(Dataset entries)

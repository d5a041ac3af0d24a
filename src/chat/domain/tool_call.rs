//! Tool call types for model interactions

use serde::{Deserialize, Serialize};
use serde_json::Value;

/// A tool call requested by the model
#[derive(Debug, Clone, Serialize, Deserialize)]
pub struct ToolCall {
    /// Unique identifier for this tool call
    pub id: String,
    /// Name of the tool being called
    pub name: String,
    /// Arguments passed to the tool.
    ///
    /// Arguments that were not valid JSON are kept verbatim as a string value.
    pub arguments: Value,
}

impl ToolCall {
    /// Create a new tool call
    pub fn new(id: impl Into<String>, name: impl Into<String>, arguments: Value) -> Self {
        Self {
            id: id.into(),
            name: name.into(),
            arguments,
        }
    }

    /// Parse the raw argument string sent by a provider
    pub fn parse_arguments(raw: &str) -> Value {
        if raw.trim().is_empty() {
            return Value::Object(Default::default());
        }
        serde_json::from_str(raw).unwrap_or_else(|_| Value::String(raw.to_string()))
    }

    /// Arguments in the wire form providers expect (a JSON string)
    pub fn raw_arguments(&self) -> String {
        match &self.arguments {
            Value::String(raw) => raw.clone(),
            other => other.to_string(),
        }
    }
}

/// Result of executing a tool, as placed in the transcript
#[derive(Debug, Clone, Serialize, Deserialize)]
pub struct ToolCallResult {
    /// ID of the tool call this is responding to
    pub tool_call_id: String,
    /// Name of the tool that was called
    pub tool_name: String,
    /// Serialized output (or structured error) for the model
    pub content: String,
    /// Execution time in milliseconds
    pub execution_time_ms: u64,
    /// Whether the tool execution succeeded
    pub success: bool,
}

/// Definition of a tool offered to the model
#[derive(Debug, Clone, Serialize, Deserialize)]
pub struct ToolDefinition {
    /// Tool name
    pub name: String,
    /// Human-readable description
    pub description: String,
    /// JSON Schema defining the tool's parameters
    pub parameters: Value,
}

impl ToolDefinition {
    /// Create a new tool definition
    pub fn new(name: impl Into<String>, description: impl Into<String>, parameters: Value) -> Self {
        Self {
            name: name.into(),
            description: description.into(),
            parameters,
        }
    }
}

**Exercise directions**
The first line of the records begins the span, and the line containing "is responding to" ends it. Reproduce that span exactly, both ends included.

**Completed task**
repository d5a041ac3af0d24a
filename src/chat/domain/tool_call.rs
//! Tool call types for model interactions

use serde::{Deserialize, Serialize};
use serde_json::Value;

/// A tool call requested by the model
#[derive(Debug, Clone, Serialize, Deserialize)]
pub struct ToolCall {
    /// Unique identifier for this tool call
    pub id: String,
    /// Name of the tool being called
    pub name: String,
    /// Arguments passed to the tool.
    ///
    /// Arguments that were not valid JSON are kept verbatim as a string value.
    pub arguments: Value,
}

impl ToolCall {
    /// Create a new tool call
    pub fn new(id: impl Into<String>, name: impl Into<String>, arguments: Value) -> Self {
        Self {
            id: id.into(),
            name: name.into(),
            arguments,
        }
    }

    /// Parse the raw argument string sent by a provider
    pub fn parse_arguments(raw: &str) -> Value {
        if raw.trim().is_empty() {
            return Value::Object(Default::default());
        }
        serde_json::from_str(raw).unwrap_or_else(|_| Value::String(raw.to_string()))
    }

    /// Arguments in the wire form providers expect (a JSON string)
    pub fn raw_arguments(&self) -> String {
        match &self.arguments {
            Value::String(raw) => raw.clone(),
            other => other.to_string(),
        }
    }
}

/// Result of executing a tool, as placed in the transcript
#[derive(Debug, Clone, Serialize, Deserialize)]
pub struct ToolCallResult {
    /// ID of the tool call this is responding to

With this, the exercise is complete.